Let’s look at an example of forward selection using AIC to compare the models. In the first step, the “current” model is the intercept-only model. We compute AIC for this model and all possible models with a single predictor. Table 10.6 shows the results in order of AIC.

Table 10.6: Output from first step of forward selection.
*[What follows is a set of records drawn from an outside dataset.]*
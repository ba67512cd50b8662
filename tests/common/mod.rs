use std::{path::PathBuf, sync::Mutex};

use once_cell::sync::Lazy;
use tempfile::TempDir;

/// Holds TempDir guards so temporary folders live for the duration of the test run.
static TEST_DIRS: Lazy<Mutex<Vec<TempDir>>> = Lazy::new(|| Mutex::new(Vec::new()));

/// Reserves a unique storage root for one test.
pub fn test_root() -> PathBuf {
    let temp = TempDir::new().expect("create temp dir");
    let base = temp.path().to_path_buf();
    TEST_DIRS.lock().expect("lock temp dir registry").push(temp);
    base
}
use std::{
    collections::BTreeMap,
    fs::{self, File},
    io::Write,
    path::{Path, PathBuf},
};

use crate::{
    domain::FinanceProfile,
    utils::{app_data_dir, ensure_dir},
};

use super::{KeyValueStore, Result};

const PREFERENCES_FILE: &str = "preferences.json";
const PROFILE_FILE: &str = "finance.json";
const TMP_SUFFIX: &str = "tmp";

/// Key-value store persisted as a single JSON document on disk.
///
/// Each write re-reads the file, applies the change, and replaces the file
/// atomically, so a crash mid-write never leaves a torn document behind.
pub struct JsonFileStore {
    path: PathBuf,
}

impl JsonFileStore {
    /// Opens a store rooted at `root`, defaulting to the app data dir.
    pub fn new(root: Option<PathBuf>) -> Result<Self> {
        let root = root.unwrap_or_else(app_data_dir);
        ensure_dir(&root)?;
        Ok(Self {
            path: root.join(PREFERENCES_FILE),
        })
    }

    pub fn path(&self) -> &Path {
        &self.path
    }

    fn read_items(&self) -> Result<BTreeMap<String, String>> {
        if self.path.exists() {
            let data = fs::read_to_string(&self.path)?;
            Ok(serde_json::from_str(&data)?)
        } else {
            Ok(BTreeMap::new())
        }
    }
}

impl KeyValueStore for JsonFileStore {
    fn get_item(&self, key: &str) -> Result<Option<String>> {
        let mut items = self.read_items()?;
        Ok(items.remove(key))
    }

    fn set_item(&self, key: &str, value: &str) -> Result<()> {
        let mut items = self.read_items()?;
        items.insert(key.to_string(), value.to_string());
        let json = serde_json::to_string_pretty(&items)?;
        write_atomic(&self.path, &json)
    }
}

/// Persists the finance profile document next to the preference file.
pub struct ProfileStore {
    path: PathBuf,
}

impl ProfileStore {
    /// Opens a store rooted at `root`, defaulting to the app data dir.
    pub fn new(root: Option<PathBuf>) -> Result<Self> {
        let root = root.unwrap_or_else(app_data_dir);
        ensure_dir(&root)?;
        Ok(Self {
            path: root.join(PROFILE_FILE),
        })
    }

    pub fn path(&self) -> &Path {
        &self.path
    }

    /// Loads the stored profile, or a fresh one when none exists yet.
    pub fn load(&self) -> Result<FinanceProfile> {
        if self.path.exists() {
            let data = fs::read_to_string(&self.path)?;
            Ok(serde_json::from_str(&data)?)
        } else {
            Ok(FinanceProfile::new())
        }
    }

    pub fn save(&self, profile: &FinanceProfile) -> Result<()> {
        let json = serde_json::to_string_pretty(profile)?;
        write_atomic(&self.path, &json)
    }
}

fn tmp_path(path: &Path) -> PathBuf {
    let mut tmp = path.to_path_buf();
    let ext = match path.extension().and_then(|ext| ext.to_str()) {
        Some(existing) => format!("{}.{}", existing, TMP_SUFFIX),
        None => TMP_SUFFIX.to_string(),
    };
    tmp.set_extension(ext);
    tmp
}

/// Stages the payload to a sibling temp file, then renames over the target.
fn write_atomic(path: &Path, data: &str) -> Result<()> {
    if let Some(parent) = path.parent() {
        ensure_dir(parent)?;
    }
    let tmp = tmp_path(path);
    let mut file = File::create(&tmp)?;
    file.write_all(data.as_bytes())?;
    file.flush()?;
    fs::rename(&tmp, path)?;
    Ok(())
}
The model valence ~ 1 is the intercept-only model.
Candidate model AIC
valence ~ danceability -427
valence ~ playlist_genre -343
valence ~ energy -179
valence ~ duration -146
valence ~ loudness -136
valence ~ liveness -127
valence ~ 1 -127
valence ~ mode -125
valence ~ tempo -125
valence ~ acousticness -125

Based on AIC, a model with danceability is the best model out of the current candidates. Therefore, as forward selection progresses, we limit the space of candidate models to those that include danceability as a predictor. Table 10.7 shows the next step of forward selection. We compute AIC for all two-predictor models that have danceability as one of the predictors, along with the current model that only has danceability as a predictor.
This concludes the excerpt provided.